Maximum parsimony A tree with the least number of substitutions is probably the best to explain the differences among the taxa under study.

MP – pros and cons The character-based method is able to provide evolutionary information about the sequence characters, such as information regarding homoplasy and ancestral states. It tends to produce more accurate trees than the distance-based methods when sequence divergence is low because this is the circumstance when the parsimony assumption of rarity in evolutionary changes holds true. When sequence divergence is high, tree estimation by MP can be less effective, because the original parsimony assumption no longer holds. Estimation of branch lengths may also be erroneous because MP does not employ substitution models to correct for multiple substitutions.

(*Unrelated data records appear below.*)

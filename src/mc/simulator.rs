// src/mc/simulator.rs
//! Antithetic GBM path generation
//!
//! # Layout
//!
//! A [`PathEnsemble`] is a dense `(num_steps + 1) × num_paths` grid: rows are
//! observation dates, columns are paths, row 0 is the spot price.
//!
//! # Antithetic pairing
//!
//! Paths are generated in pairs. Pair `j` draws `num_steps` standard normals
//! from its own sub-stream and feeds them to column `2j` as `Z` and to column
//! `2j + 1` as `-Z`. With an odd path count the last pair has no mirror, so a
//! run always consumes exactly `ceil(num_paths / 2)` draws per step.
//!
//! # Reproducibility
//!
//! Pairs are the unit of parallel work. Each pair's generator depends only on
//! `(seed + offset, j)`, so the grid is bit-identical for any rayon pool size.
//! The draws do not depend on the market parameters either, which means bumped
//! runs in the Greeks engine see the same normals as the base run.

use crate::error::{McError, McResult};
use crate::mc::config::{MarketParameters, SimulationConfig};
use crate::mc::payoffs::InstrumentFamily;
use crate::models::gbm::Gbm;
use crate::rng::{self, SeedStream};
use ndarray::parallel::prelude::*;
use ndarray::{Array2, ArrayView1, Axis, ShapeBuilder};

/// Per-path statistics consumed by the payoff evaluators.
#[derive(Debug, Clone, Copy, PartialEq)]
pub struct PathSummary {
    pub terminal: f64,
    /// Arithmetic mean over every observation, t = 0 included
    pub average: f64,
    pub minimum: f64,
    pub maximum: f64,
}

impl PathSummary {
    /// Summarise one path given in time order. An empty path yields NaNs.
    pub fn from_prices<I: IntoIterator<Item = f64>>(prices: I) -> Self {
        let mut iter = prices.into_iter();
        let Some(first) = iter.next() else {
            return PathSummary {
                terminal: f64::NAN,
                average: f64::NAN,
                minimum: f64::NAN,
                maximum: f64::NAN,
            };
        };

        let mut sum = first;
        let mut count = 1usize;
        let mut minimum = first;
        let mut maximum = first;
        let mut terminal = first;
        for price in iter {
            sum += price;
            count += 1;
            minimum = minimum.min(price);
            maximum = maximum.max(price);
            terminal = price;
        }

        PathSummary {
            terminal,
            average: sum / count as f64,
            minimum,
            maximum,
        }
    }
}

/// Dense grid of simulated asset prices.
#[derive(Debug, Clone, PartialEq)]
pub struct PathEnsemble {
    prices: Array2<f64>,
}

impl PathEnsemble {
    pub fn from_array(prices: Array2<f64>) -> Self {
        PathEnsemble { prices }
    }

    pub fn prices(&self) -> &Array2<f64> {
        &self.prices
    }

    pub fn into_array(self) -> Array2<f64> {
        self.prices
    }

    pub fn num_paths(&self) -> usize {
        self.prices.ncols()
    }

    /// Number of observation dates, spot included.
    pub fn num_rows(&self) -> usize {
        self.prices.nrows()
    }

    pub fn path(&self, index: usize) -> ArrayView1<'_, f64> {
        self.prices.column(index)
    }

    pub fn initial_prices(&self) -> ArrayView1<'_, f64> {
        self.prices.row(0)
    }

    pub fn terminal_prices(&self) -> ArrayView1<'_, f64> {
        self.prices.row(self.num_rows() - 1)
    }

    /// Column-wise summaries, in path order.
    pub fn summaries(&self) -> Vec<PathSummary> {
        let mut summaries = Vec::with_capacity(self.num_paths());
        self.prices
            .axis_iter(Axis(1))
            .into_par_iter()
            .map(|column| PathSummary::from_prices(column.iter().copied()))
            .collect_into_vec(&mut summaries);
        summaries
    }
}

/// Generates antithetic GBM ensembles for one parameter set.
#[derive(Debug, Clone)]
pub struct PathSimulator {
    params: MarketParameters,
    config: SimulationConfig,
    stream: SeedStream,
}

impl PathSimulator {
    /// Simulator whose stream is offset for the given instrument family.
    pub fn new(
        params: &MarketParameters,
        config: &SimulationConfig,
        family: InstrumentFamily,
    ) -> McResult<Self> {
        Self::with_offset(params, config, family.seed_offset())
    }

    pub fn with_offset(
        params: &MarketParameters,
        config: &SimulationConfig,
        offset: u64,
    ) -> McResult<Self> {
        params.validate()?;
        config.validate()?;
        Ok(PathSimulator {
            params: *params,
            config: *config,
            stream: SeedStream::new(config.seed, offset),
        })
    }

    pub fn params(&self) -> &MarketParameters {
        &self.params
    }

    pub fn config(&self) -> &SimulationConfig {
        &self.config
    }

    /// Zero maturity: no stochastic step is taken.
    fn is_degenerate(&self) -> bool {
        self.params.t == 0.0
    }

    fn num_rows(&self) -> usize {
        if self.is_degenerate() {
            1
        } else {
            self.config.num_steps + 1
        }
    }

    fn dynamics(&self) -> Gbm {
        let dt = self.params.t / self.config.num_steps as f64;
        Gbm::from_market(&self.params, dt)
    }

    /// Paths owned by pair `pair`: 2, or 1 for the unpaired tail.
    fn pair_width(&self, pair: usize) -> usize {
        (self.config.num_paths - 2 * pair).min(2)
    }

    /// Raw standard-normal draws of pair `pair`, one per step.
    fn pair_draws(&self, pair: usize) -> Vec<f64> {
        let mut rng = self.stream.substream(pair as u64);
        (0..self.config.num_steps)
            .map(|_| rng::get_normal_draw(&mut rng))
            .collect()
    }

    /// Writes one path into `out`, mirroring the draws when `mirrored`.
    fn trace_path(&self, gbm: &Gbm, draws: &[f64], mirrored: bool, out: &mut Vec<f64>) {
        out.clear();
        let mut s = self.params.s0;
        out.push(s);
        if self.is_degenerate() {
            return;
        }
        for &z in draws {
            let z = if mirrored { -z } else { z };
            s = gbm.exact_step(s, z);
            out.push(s);
        }
    }

    /// Calls `f` on every path of pair `pair`, in column order.
    fn for_each_path_in_pair<F: FnMut(&[f64])>(&self, gbm: &Gbm, pair: usize, mut f: F) {
        let draws = if self.is_degenerate() {
            Vec::new()
        } else {
            self.pair_draws(pair)
        };
        let mut buffer = Vec::with_capacity(self.num_rows());
        for lane in 0..self.pair_width(pair) {
            self.trace_path(gbm, &draws, lane == 1, &mut buffer);
            f(&buffer);
        }
    }

    /// Standard-normal innovation grid, `num_steps × num_paths`.
    ///
    /// Column `2j + 1` is the exact negation of column `2j`. A zero-maturity
    /// simulator has no innovations and returns an empty grid.
    pub fn innovations(&self) -> Array2<f64> {
        let rows = self.num_rows() - 1;
        let mut grid = Array2::zeros((rows, self.config.num_paths));
        if rows == 0 {
            return grid;
        }
        for pair in 0..self.config.num_pairs() {
            let draws = self.pair_draws(pair);
            for lane in 0..self.pair_width(pair) {
                let mut column = grid.column_mut(2 * pair + lane);
                for (cell, &z) in column.iter_mut().zip(draws.iter()) {
                    *cell = if lane == 1 { -z } else { z };
                }
            }
        }
        grid
    }

    /// Builds the full price grid.
    ///
    /// # Errors
    ///
    /// `NumericalInstability` when a simulated price overflows or underflows
    /// to zero, e.g. for extreme volatilities.
    pub fn simulate(&self) -> McResult<PathEnsemble> {
        let gbm = self.dynamics();
        let rows = self.num_rows();

        // Column-major, so every pair owns one contiguous block of two columns.
        let mut prices = Array2::<f64>::zeros((rows, self.config.num_paths).f());
        prices
            .axis_chunks_iter_mut(Axis(1), 2)
            .into_par_iter()
            .enumerate()
            .for_each(|(pair, mut block)| {
                let mut lane = 0;
                self.for_each_path_in_pair(&gbm, pair, |path| {
                    block
                        .column_mut(lane)
                        .iter_mut()
                        .zip(path)
                        .for_each(|(cell, &s)| *cell = s);
                    lane += 1;
                });
            });

        if let Some(bad) = prices.iter().find(|s| !(s.is_finite() && **s > 0.0)) {
            return Err(McError::NumericalInstability {
                method: "path simulation".to_string(),
                reason: format!("simulated price {} is not a positive finite number", bad),
            });
        }

        tracing::debug!(
            paths = self.config.num_paths,
            rows,
            seed = self.stream.seed(),
            "simulated path ensemble"
        );
        Ok(PathEnsemble::from_array(prices))
    }

    /// Per-path summaries without materialising the grid.
    ///
    /// Bit-identical to `self.simulate()?.summaries()`.
    pub fn path_summaries(&self) -> Vec<PathSummary> {
        let gbm = self.dynamics();
        (0..self.config.num_pairs())
            .into_par_iter()
            .flat_map_iter(|pair| {
                let mut summaries = Vec::with_capacity(2);
                self.for_each_path_in_pair(&gbm, pair, |path| {
                    summaries.push(PathSummary::from_prices(path.iter().copied()))
                });
                summaries
            })
            .collect()
    }
}

/// Simulates an ensemble with an explicit stream offset.
pub fn simulate(
    params: &MarketParameters,
    config: &SimulationConfig,
    offset: u64,
) -> McResult<PathEnsemble> {
    PathSimulator::with_offset(params, config, offset)?.simulate()
}
// src/mc/mc_engine.rs
use crate::error::{validation::*, DomainWarning, McResult};
use crate::mc::config::{MarketParameters, SimulationConfig};
use crate::mc::estimator::{estimate, PricingResult};
use crate::mc::payoffs::{OptionSide, Payoff, PayoffDiagnostics};
use crate::mc::simulator::{PathEnsemble, PathSimulator};

/// Call and put estimates of one instrument on one ensemble.
#[derive(Debug, Clone)]
pub struct OptionPrices {
    pub call: PricingResult,
    pub put: PricingResult,
    pub diagnostics: PayoffDiagnostics,
    pub warnings: Vec<DomainWarning>,
    /// The simulated grid, when requested
    pub ensemble: Option<PathEnsemble>,
}

impl OptionPrices {
    pub fn call_price(&self) -> f64 {
        self.call.price
    }

    pub fn put_price(&self) -> f64 {
        self.put.price
    }

    pub fn call_std_err(&self) -> f64 {
        self.call.std_error
    }

    pub fn put_std_err(&self) -> f64 {
        self.put.std_error
    }

    pub fn side(&self, side: OptionSide) -> &PricingResult {
        match side {
            OptionSide::Call => &self.call,
            OptionSide::Put => &self.put,
        }
    }
}

/// Validates the inputs of a pricing call and lists its non-fatal conditions.
pub fn check_inputs(
    payoff: &Payoff,
    params: &MarketParameters,
    config: &SimulationConfig,
) -> McResult<Vec<DomainWarning>> {
    params.validate()?;
    config.validate()?;

    let mut warnings = Vec::new();
    if let Payoff::DownAndOut { barrier } = *payoff {
        validate_non_negative("barrier", barrier)?;
        if barrier >= params.s0 {
            warnings.push(DomainWarning::BarrierAtOrAboveSpot {
                barrier,
                spot: params.s0,
            });
        }
    }
    if params.sigma == 0.0 {
        warnings.push(DomainWarning::ZeroVolatility);
    }
    if params.t == 0.0 {
        warnings.push(DomainWarning::ZeroMaturity);
    }
    if config.num_paths == 1 {
        warnings.push(DomainWarning::UndefinedStandardError { paths: 1 });
    }
    Ok(warnings)
}

/// Monte Carlo pricing of `payoff` under geometric Brownian motion
///
/// # Pipeline
///
/// 1. Validate parameters and configuration; collect domain warnings
/// 2. Simulate antithetic GBM paths on the family's seed offset
/// 3. Reduce every path to its summary and evaluate discounted payoffs
/// 4. Estimate price and standard error for the call and the put
///
/// The grid is never materialised here; see [`price_option_with_paths`].
///
/// # Errors
///
/// Returns `McError` for invalid parameters or path/step counts. Domain
/// warnings do not fail the call; they are logged and attached to the result.
pub fn price_option(
    payoff: &Payoff,
    params: &MarketParameters,
    config: &SimulationConfig,
) -> McResult<OptionPrices> {
    run_pricing(payoff, params, config, false, false)
}

/// Same as [`price_option`], additionally returning the simulated grid.
///
/// Prices are bit-identical to the streaming variant.
pub fn price_option_with_paths(
    payoff: &Payoff,
    params: &MarketParameters,
    config: &SimulationConfig,
) -> McResult<OptionPrices> {
    run_pricing(payoff, params, config, true, false)
}

/// Pricing without logging warnings, for the many bumped runs of the
/// Greeks engine. Warnings are still attached to the result.
pub(crate) fn price_option_quiet(
    payoff: &Payoff,
    params: &MarketParameters,
    config: &SimulationConfig,
) -> McResult<OptionPrices> {
    run_pricing(payoff, params, config, false, true)
}

fn run_pricing(
    payoff: &Payoff,
    params: &MarketParameters,
    config: &SimulationConfig,
    retain_paths: bool,
    suppress_warnings: bool,
) -> McResult<OptionPrices> {
    let warnings = check_inputs(payoff, params, config)?;
    if !suppress_warnings {
        for warning in &warnings {
            tracing::warn!(family = payoff.family().name(), "{}", warning);
        }
    }

    let simulator = PathSimulator::new(params, config, payoff.family())?;
    let (summaries, ensemble) = if retain_paths {
        let ensemble = simulator.simulate()?;
        (ensemble.summaries(), Some(ensemble))
    } else {
        (simulator.path_summaries(), None)
    };

    let payoffs = payoff.evaluate_summaries(&summaries, params);
    let call = estimate(&payoffs.call);
    let put = estimate(&payoffs.put);
    let diagnostics = payoff.diagnostics(&summaries);

    tracing::debug!(
        family = payoff.family().name(),
        paths = config.num_paths,
        steps = config.num_steps,
        call = call.price,
        put = put.price,
        "priced option"
    );

    Ok(OptionPrices {
        call,
        put,
        diagnostics,
        warnings,
        ensemble,
    })
}

pub fn price_european(
    params: &MarketParameters,
    config: &SimulationConfig,
) -> McResult<OptionPrices> {
    price_option(&Payoff::European, params, config)
}

pub fn price_asian(params: &MarketParameters, config: &SimulationConfig) -> McResult<OptionPrices> {
    price_option(&Payoff::Asian, params, config)
}

/// Down-and-out barrier option.
pub fn price_barrier(
    params: &MarketParameters,
    config: &SimulationConfig,
    barrier: f64,
) -> McResult<OptionPrices> {
    price_option(&Payoff::DownAndOut { barrier }, params, config)
}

Maximum likelihood – ML Uses probabilistic models to choose a best tree that has the highest probability (likelihood) of reproducing the observed data. ML is an exhaustive method that searches every possible tree topology and considers every position in an alignment, not just informative sites. By employing a particular substitution model that has probability values of residue substitutions, ML calculates the total likelihood of ancestral sequences evolving to internal nodes and eventually to existing sequences. It sometimes also incorporates parameters that account for rate variations across sites.

ML – pros and cons Based on well-founded statistics instead of a medieval philosophy. More robust, uses the full sequence information, not just informative sites. Employs substitution model – strength, but also weakness (choosing wrong model leads to incorrect tree). Accurately reconstructs the relationships between sequences that have been separated for a long time. Very time consuming, considerably more than MP which is itself more time consuming than clustering methods.